Background technique
Cyclomastopathy refers to breast epithelium and proliferation of fibrous tissue, breast tissue conduit and newborn leaflet moving back in structure
Row venereal disease becomes and the growth of progressive connective tissue, and pathogenic factor is mainly since endocrine hormone is lacked of proper care.Cyclomastopathy
Also known as mammary dysplasia is women of child-bearing age's one of the most common type breast disease, can be betided any after pubarche
Age, especially in the majority with 20~45 years old women, disease incidence accounts for the 74.1% of whole breast diseases, accounts for the 40% of the women of child-bearing age,
And have the tendency that rising year by year, the disease has been cited as the high risk factor of breast cancer at present.The feature of this disease is mammary gland constituent
Hyperplasia, show exception on structure, quantity and tissue morphology, cause normal breast leaflet physiological hyperplasia and return to the past not
Entirely, the disorder for forming mammary gland normal configuration, is the retrogression pathological changes and progress of breast tissue conduit and lobule of mammary gland in structure
The growth of property connective tissue.

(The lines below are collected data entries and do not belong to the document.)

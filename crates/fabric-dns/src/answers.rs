use std::collections::HashMap;
use std::net::IpAddr;

use dns_responder::{QuestionHandler, Responder};
use dns_types::protocol::types::*;

use crate::metrics;
use crate::settings::Settings;

/// Everything known about one name.
#[derive(Debug, Clone, Default, Eq, PartialEq)]
struct Entry {
    addresses: Vec<IpAddr>,
    mx: Option<Responder>,
    ns: Option<Responder>,
}

/// Answers questions from a fixed set of records.
///
/// Names are matched case-insensitively, but answers are given for
/// the name exactly as it was asked.
#[derive(Debug, Clone, Default, Eq, PartialEq)]
pub struct StaticAnswers {
    entries: HashMap<DomainName, Entry>,
    refuse_unknown: bool,
}

impl StaticAnswers {
    pub fn new(settings: &Settings) -> Self {
        let mut entries = HashMap::<DomainName, Entry>::with_capacity(settings.records.len());

        for record in &settings.records {
            let entry = entries.entry(record.name.domain.to_lowercase()).or_default();

            entry
                .addresses
                .extend(record.a.iter().copied().map(IpAddr::V4));
            entry
                .addresses
                .extend(record.aaaa.iter().copied().map(IpAddr::V6));

            if let Some(mx) = &record.mx {
                entry.mx = Some(Responder::MX {
                    preference: mx.preference,
                    host: mx.host.domain.clone(),
                });
            }
            if let Some(ns) = &record.ns {
                entry.ns = Some(Responder::NS {
                    nameserver: ns.nameserver.domain.clone(),
                    addresses: ns.addresses.clone(),
                });
            }
        }

        Self {
            entries,
            refuse_unknown: settings.refuse_unknown,
        }
    }

    pub fn len(&self) -> usize {
        self.entries.len()
    }

    pub fn is_empty(&self) -> bool {
        self.entries.is_empty()
    }

    fn answer_addresses(
        entry: &Entry,
        responder: &Responder,
        response: &mut Message,
        question: &Question,
    ) {
        let wants_v4 = *responder == Responder::A;
        for address in &entry.addresses {
            if address.is_ipv4() == wants_v4 {
                answer(responder, response, question, Some(*address));
            }
        }
    }
}

impl QuestionHandler for StaticAnswers {
    fn respond_to(&self, response: &mut Message, question: &Question) {
        if !RecordClass::IN.matches(question.qclass) {
            tracing::debug!("refusing non-IN question");
            answer(&Responder::Refusal, response, question, None);
            return;
        }

        let Some(entry) = self.entries.get(&question.name.to_lowercase()) else {
            if self.refuse_unknown {
                tracing::debug!("refusing question for unknown name");
                answer(&Responder::Refusal, response, question, None);
            } else {
                response.header.rcode = Rcode::NameError;
            }
            return;
        };

        match question.qtype {
            QueryType::Record(RecordType::A) => {
                Self::answer_addresses(entry, &Responder::A, response, question);
            }
            QueryType::Record(RecordType::AAAA) => {
                Self::answer_addresses(entry, &Responder::AAAA, response, question);
            }
            QueryType::Record(RecordType::MX) => {
                if let Some(mx) = &entry.mx {
                    answer(mx, response, question, None);
                }
            }
            QueryType::Record(RecordType::NS) => {
                if let Some(ns) = &entry.ns {
                    answer(ns, response, question, None);
                }
            }
            QueryType::Wildcard => {
                Self::answer_addresses(entry, &Responder::A, response, question);
                Self::answer_addresses(entry, &Responder::AAAA, response, question);
                for responder in [&entry.mx, &entry.ns].into_iter().flatten() {
                    answer(responder, response, question, None);
                }
            }
            _ => (),
        }
    }
}

fn answer(
    responder: &Responder,
    response: &mut Message,
    question: &Question,
    address: Option<IpAddr>,
) {
    if let Err(error) = responder.answer_for(response, question, address) {
        metrics::DNS_RESOLUTION_FAILURES_TOTAL.inc();
        tracing::debug!(%error, "could not answer question");
    }
}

The method for the treatment of cyclomastopathy is mainly with western medical treatment at present, as symptom is more apparent, extent of disease is wide
Sufferer, which takes orally potassium iodide, can be relieved symptom, also inhibit estrogen effect using androgen and estrogen receptor antagon, soften
Tubercle, mitigating symptom should not routinely apply since adverse reaction is larger, and Chinese medicine treatment side effect is smaller, can partially alleviate disease
Shape, but used Chinese medicine is many kinds of currently on the market, and effect is irregular, and curative effect is unequal to ideal.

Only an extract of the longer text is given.